◆ To do
The expected answer is the set of lines in the data below between the line holding "pub const DATE_FORMAT: &str" and the line holding "March 1, the way", inclusive, written out exactly.

-------

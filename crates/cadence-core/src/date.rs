//! Calendar-date helpers shared by the calculator, the normalizer and storage.
//!
//! Dates travel as fixed 8-digit `YYYYMMDD` strings. Moments are zone-less
//! [`NaiveDateTime`] values; comparisons that ignore the time of day go
//! through [`start_of_day`].

use chrono::{Datelike, NaiveDate, NaiveDateTime, NaiveTime};

/// Storage and exchange format for task dates.
pub const DATE_FORMAT: &str = "%Y%m%d";

/// Format accepted by task search to look up a single day.
pub const SEARCH_DATE_FORMAT: &str = "%d.%m.%Y";

/// Parses an 8-digit `YYYYMMDD` string into a calendar date.
///
/// Anything other than exactly eight ASCII digits naming a real day is rejected,
/// so `2025-01-01`, `2025011` and `20250230` all return `None`.
pub fn parse_date(value: &str) -> Option<NaiveDate> {
    if value.len() != 8 || !value.bytes().all(|b| b.is_ascii_digit()) {
        return None;
    }

    let year = value[0..4].parse::<i32>().ok()?;
    let month = value[4..6].parse::<u32>().ok()?;
    let day = value[6..8].parse::<u32>().ok()?;
    NaiveDate::from_ymd_opt(year, month, day)
}

pub fn format_date(date: NaiveDate) -> String {
    date.format(DATE_FORMAT).to_string()
}

/// Parses a search term written as `DD.MM.YYYY`.
///
/// Day and month must be zero-padded, so `8.2.2024` is treated as text.
pub fn parse_search_date(value: &str) -> Option<NaiveDate> {
    let value = value.trim();
    let padded = value.len() == 10
        && value.bytes().enumerate().all(|(i, b)| match i {
            2 | 5 => b == b'.',
            _ => b.is_ascii_digit(),
        });
    if !padded {
        return None;
    }
    NaiveDate::parse_from_str(value, SEARCH_DATE_FORMAT).ok()
}

/// Truncates a moment to midnight of its calendar day.
#[inline]
pub fn start_of_day(moment: NaiveDateTime) -> NaiveDateTime {
    moment.date().and_time(NaiveTime::MIN)
}

/// Midnight of `date`, for comparisons against a full moment.
#[inline]
pub fn midnight(date: NaiveDate) -> NaiveDateTime {
    date.and_time(NaiveTime::MIN)
}

/// Adds whole years keeping month and day.
///
/// February 29 landing in a common year rolls over to March 1, the way
/// calendar normalization treats the non-existent day.
pub fn add_years(date: NaiveDate, years: i32) -> Option<NaiveDate> {
    let year = date.year().checked_add(years)?;
    NaiveDate::from_ymd_opt(year, date.month(), date.day()).or_else(|| {
        if date.month() == 2 && date.day() == 29 {
            NaiveDate::from_ymd_opt(year, 3, 1)
        } else {
            None
        }
    })
}

/// Number of days in the month containing `date`.
pub fn days_in_month(date: NaiveDate) -> u32 {
    let (year, month) = if date.month() == 12 {
        (date.year() + 1, 1)
    } else {
        (date.year(), date.month() + 1)
    };

    NaiveDate::from_ymd_opt(year, month, 1)
        .and_then(|first_of_next| first_of_next.pred_opt())
        .map(|last| last.day())
        .unwrap_or(31)
}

-------

◆ Answer box
pub const DATE_FORMAT: &str = "%Y%m%d";

/// Format accepted by task search to look up a single day.
pub const SEARCH_DATE_FORMAT: &str = "%d.%m.%Y";

/// Parses an 8-digit `YYYYMMDD` string into a calendar date.
///
/// Anything other than exactly eight ASCII digits naming a real day is rejected,
/// so `2025-01-01`, `2025011` and `20250230` all return `None`.
pub fn parse_date(value: &str) -> Option<NaiveDate> {
    if value.len() != 8 || !value.bytes().all(|b| b.is_ascii_digit()) {
        return None;
    }

    let year = value[0..4].parse::<i32>().ok()?;
    let month = value[4..6].parse::<u32>().ok()?;
    let day = value[6..8].parse::<u32>().ok()?;
    NaiveDate::from_ymd_opt(year, month, day)
}

pub fn format_date(date: NaiveDate) -> String {
    date.format(DATE_FORMAT).to_string()
}

/// Parses a search term written as `DD.MM.YYYY`.
///
/// Day and month must be zero-padded, so `8.2.2024` is treated as text.
pub fn parse_search_date(value: &str) -> Option<NaiveDate> {
    let value = value.trim();
    let padded = value.len() == 10
        && value.bytes().enumerate().all(|(i, b)| match i {
            2 | 5 => b == b'.',
            _ => b.is_ascii_digit(),
        });
    if !padded {
        return None;
    }
    NaiveDate::parse_from_str(value, SEARCH_DATE_FORMAT).ok()
}

/// Truncates a moment to midnight of its calendar day.
#[inline]
pub fn start_of_day(moment: NaiveDateTime) -> NaiveDateTime {
    moment.date().and_time(NaiveTime::MIN)
}

/// Midnight of `date`, for comparisons against a full moment.
#[inline]
pub fn midnight(date: NaiveDate) -> NaiveDateTime {
    date.and_time(NaiveTime::MIN)
}

/// Adds whole years keeping month and day.
///
/// February 29 landing in a common year rolls over to March 1, the way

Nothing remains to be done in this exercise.